#### THE TASK
Please return every line in the entries below with the word "PathBuf" in it.
--- SUPPLIED INFORMATION ---
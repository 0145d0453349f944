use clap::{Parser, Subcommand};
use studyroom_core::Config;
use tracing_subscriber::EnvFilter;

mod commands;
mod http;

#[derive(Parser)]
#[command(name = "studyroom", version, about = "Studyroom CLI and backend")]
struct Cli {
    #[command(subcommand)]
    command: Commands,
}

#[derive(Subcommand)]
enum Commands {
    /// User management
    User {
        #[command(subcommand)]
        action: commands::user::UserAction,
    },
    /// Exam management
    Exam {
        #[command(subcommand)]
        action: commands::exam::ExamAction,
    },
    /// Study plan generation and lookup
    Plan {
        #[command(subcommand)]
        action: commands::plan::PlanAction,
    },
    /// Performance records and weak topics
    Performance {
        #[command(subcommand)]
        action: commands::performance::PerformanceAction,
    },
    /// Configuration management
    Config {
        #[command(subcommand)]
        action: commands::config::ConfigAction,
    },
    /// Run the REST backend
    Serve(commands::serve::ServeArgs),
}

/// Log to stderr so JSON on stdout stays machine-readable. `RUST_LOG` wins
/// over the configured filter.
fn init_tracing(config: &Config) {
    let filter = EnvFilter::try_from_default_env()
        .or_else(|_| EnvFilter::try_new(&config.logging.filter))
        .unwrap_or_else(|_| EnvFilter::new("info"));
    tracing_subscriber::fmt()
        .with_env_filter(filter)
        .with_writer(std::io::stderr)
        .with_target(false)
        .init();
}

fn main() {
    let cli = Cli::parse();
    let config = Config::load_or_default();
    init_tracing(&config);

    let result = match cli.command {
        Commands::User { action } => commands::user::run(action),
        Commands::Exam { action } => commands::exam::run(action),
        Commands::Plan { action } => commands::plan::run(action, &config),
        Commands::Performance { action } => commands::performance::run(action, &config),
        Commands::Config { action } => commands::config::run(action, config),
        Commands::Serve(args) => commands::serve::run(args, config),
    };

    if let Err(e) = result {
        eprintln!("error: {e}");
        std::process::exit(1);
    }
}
---
--- SUPPLIED INFORMATION ---
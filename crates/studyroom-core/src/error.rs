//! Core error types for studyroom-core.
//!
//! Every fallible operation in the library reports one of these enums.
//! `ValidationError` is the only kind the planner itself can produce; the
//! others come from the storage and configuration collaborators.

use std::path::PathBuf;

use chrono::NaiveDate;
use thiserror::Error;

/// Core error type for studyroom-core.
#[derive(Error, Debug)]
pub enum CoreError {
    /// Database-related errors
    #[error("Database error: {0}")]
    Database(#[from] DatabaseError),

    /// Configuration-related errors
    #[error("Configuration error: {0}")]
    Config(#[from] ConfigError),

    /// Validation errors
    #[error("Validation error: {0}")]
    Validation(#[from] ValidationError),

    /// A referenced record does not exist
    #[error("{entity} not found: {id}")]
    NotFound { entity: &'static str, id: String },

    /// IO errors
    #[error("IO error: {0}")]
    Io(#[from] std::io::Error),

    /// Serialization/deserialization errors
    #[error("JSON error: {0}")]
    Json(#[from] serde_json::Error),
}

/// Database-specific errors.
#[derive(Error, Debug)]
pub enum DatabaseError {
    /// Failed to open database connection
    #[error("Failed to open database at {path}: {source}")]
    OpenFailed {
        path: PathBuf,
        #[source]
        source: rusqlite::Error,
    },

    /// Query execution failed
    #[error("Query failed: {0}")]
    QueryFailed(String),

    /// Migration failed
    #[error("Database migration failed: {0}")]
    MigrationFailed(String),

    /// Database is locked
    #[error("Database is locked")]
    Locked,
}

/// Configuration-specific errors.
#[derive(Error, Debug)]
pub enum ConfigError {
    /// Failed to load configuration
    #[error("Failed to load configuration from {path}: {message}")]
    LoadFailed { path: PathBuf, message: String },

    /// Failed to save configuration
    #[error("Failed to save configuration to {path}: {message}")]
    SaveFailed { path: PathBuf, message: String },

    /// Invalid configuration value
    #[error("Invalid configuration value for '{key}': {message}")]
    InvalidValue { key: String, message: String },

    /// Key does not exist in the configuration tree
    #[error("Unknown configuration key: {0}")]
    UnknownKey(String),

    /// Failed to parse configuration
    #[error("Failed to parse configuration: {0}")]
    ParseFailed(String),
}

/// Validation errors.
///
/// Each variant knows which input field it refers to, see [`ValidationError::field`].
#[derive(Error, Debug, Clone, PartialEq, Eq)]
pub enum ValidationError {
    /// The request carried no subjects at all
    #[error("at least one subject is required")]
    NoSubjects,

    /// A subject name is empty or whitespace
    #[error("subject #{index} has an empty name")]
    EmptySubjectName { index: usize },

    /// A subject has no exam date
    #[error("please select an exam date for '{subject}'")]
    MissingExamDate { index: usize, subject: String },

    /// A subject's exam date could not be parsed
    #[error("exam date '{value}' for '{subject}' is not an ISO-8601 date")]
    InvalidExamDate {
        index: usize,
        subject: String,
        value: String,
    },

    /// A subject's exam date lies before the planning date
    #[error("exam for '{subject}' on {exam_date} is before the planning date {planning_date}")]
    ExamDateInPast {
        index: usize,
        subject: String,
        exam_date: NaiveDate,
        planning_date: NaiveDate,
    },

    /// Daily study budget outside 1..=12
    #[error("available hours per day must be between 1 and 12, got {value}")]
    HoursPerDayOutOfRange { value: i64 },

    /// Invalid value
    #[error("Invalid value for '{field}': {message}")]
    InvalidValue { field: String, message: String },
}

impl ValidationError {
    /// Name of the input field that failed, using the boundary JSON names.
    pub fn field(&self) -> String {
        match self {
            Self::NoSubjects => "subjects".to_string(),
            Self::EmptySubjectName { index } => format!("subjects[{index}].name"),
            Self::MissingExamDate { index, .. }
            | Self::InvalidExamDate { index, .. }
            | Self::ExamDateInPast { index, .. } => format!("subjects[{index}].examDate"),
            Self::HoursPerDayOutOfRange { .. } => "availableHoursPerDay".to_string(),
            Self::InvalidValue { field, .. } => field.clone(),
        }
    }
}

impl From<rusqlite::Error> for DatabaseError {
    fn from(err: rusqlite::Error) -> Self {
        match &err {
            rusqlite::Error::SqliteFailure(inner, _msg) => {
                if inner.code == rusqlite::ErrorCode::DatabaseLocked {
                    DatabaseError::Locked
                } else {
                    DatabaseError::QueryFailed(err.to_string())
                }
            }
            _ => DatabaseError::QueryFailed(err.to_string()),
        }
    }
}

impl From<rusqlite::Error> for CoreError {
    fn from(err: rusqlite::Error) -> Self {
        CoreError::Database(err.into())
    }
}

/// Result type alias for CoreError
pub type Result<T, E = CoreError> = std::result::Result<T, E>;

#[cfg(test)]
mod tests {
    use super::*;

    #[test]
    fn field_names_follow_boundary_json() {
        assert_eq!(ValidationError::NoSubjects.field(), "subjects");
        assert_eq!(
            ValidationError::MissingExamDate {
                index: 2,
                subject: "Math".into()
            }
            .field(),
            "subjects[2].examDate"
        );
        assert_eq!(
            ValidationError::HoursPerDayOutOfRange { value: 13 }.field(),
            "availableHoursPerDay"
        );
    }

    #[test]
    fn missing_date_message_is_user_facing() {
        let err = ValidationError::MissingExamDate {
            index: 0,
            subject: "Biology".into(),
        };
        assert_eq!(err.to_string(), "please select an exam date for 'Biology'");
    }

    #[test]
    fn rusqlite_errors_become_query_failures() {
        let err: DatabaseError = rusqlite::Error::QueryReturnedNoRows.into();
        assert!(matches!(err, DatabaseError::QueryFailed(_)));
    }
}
---
#### RESPONSE BELOW
use std::path::PathBuf;
        path: PathBuf,
    LoadFailed { path: PathBuf, message: String },
    SaveFailed { path: PathBuf, message: String },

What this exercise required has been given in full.